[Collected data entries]
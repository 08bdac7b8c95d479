use anyhow::{Context, Result};
use aws_lambda_events::apigw::ApiGatewayProxyResponse;
use aws_lambda_events::encodings::Body;
use http::header::{HeaderValue, CONTENT_TYPE};
use http::HeaderMap;
use serde::Serialize;

use crate::batch::{BatchItem, BatchResult};

/// Transport status for every response, including failed batches. Callers
/// must read `message.status` to detect failure.
pub const STATUS_OK: i64 = 200;

#[derive(Debug, Serialize)]
struct ResponseBody<'a> {
    message: MessageSummary<'a>,
}

#[derive(Debug, Serialize)]
struct MessageSummary<'a> {
    status: bool,
    tot_msgs: usize,
    bad_msgs: usize,
    msgs: &'a [BatchItem],
    #[serde(skip_serializing_if = "Option::is_none")]
    error_message: Option<&'a str>,
}

/// Encode the JSON body for a finished batch.
pub fn body_json(result: &BatchResult) -> Result<String> {
    let body = ResponseBody {
        message: MessageSummary {
            status: result.succeeded(),
            tot_msgs: result.total_messages(),
            bad_msgs: result.bad_messages(),
            msgs: result.items(),
            error_message: result.error_message(),
        },
    };
    serde_json::to_string(&body).context("Failed to serialize response body")
}

/// Wrap a finished batch in an API Gateway proxy response.
pub fn build(result: &BatchResult) -> Result<ApiGatewayProxyResponse> {
    let mut headers = HeaderMap::new();
    headers.insert(CONTENT_TYPE, HeaderValue::from_static("application/json"));

    Ok(ApiGatewayProxyResponse {
        status_code: STATUS_OK,
        headers,
        body: Some(Body::Text(body_json(result)?)),
        ..Default::default()
    })
}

§ **HOW TO COMPLETE THIS TASK**
In the reply, include exactly the lines from the beginning of the entries above through the line holding "pub const STATUS_OK: i64 = 200;", and nothing besides.

§ **OUTPUT FOR THIS TASK**
repository 08bdac7b8c95d479
use anyhow::{Context, Result};
use aws_lambda_events::apigw::ApiGatewayProxyResponse;
use aws_lambda_events::encodings::Body;
use http::header::{HeaderValue, CONTENT_TYPE};
use http::HeaderMap;
use serde::Serialize;

use crate::batch::{BatchItem, BatchResult};

/// Transport status for every response, including failed batches. Callers
/// must read `message.status` to detect failure.
pub const STATUS_OK: i64 = 200;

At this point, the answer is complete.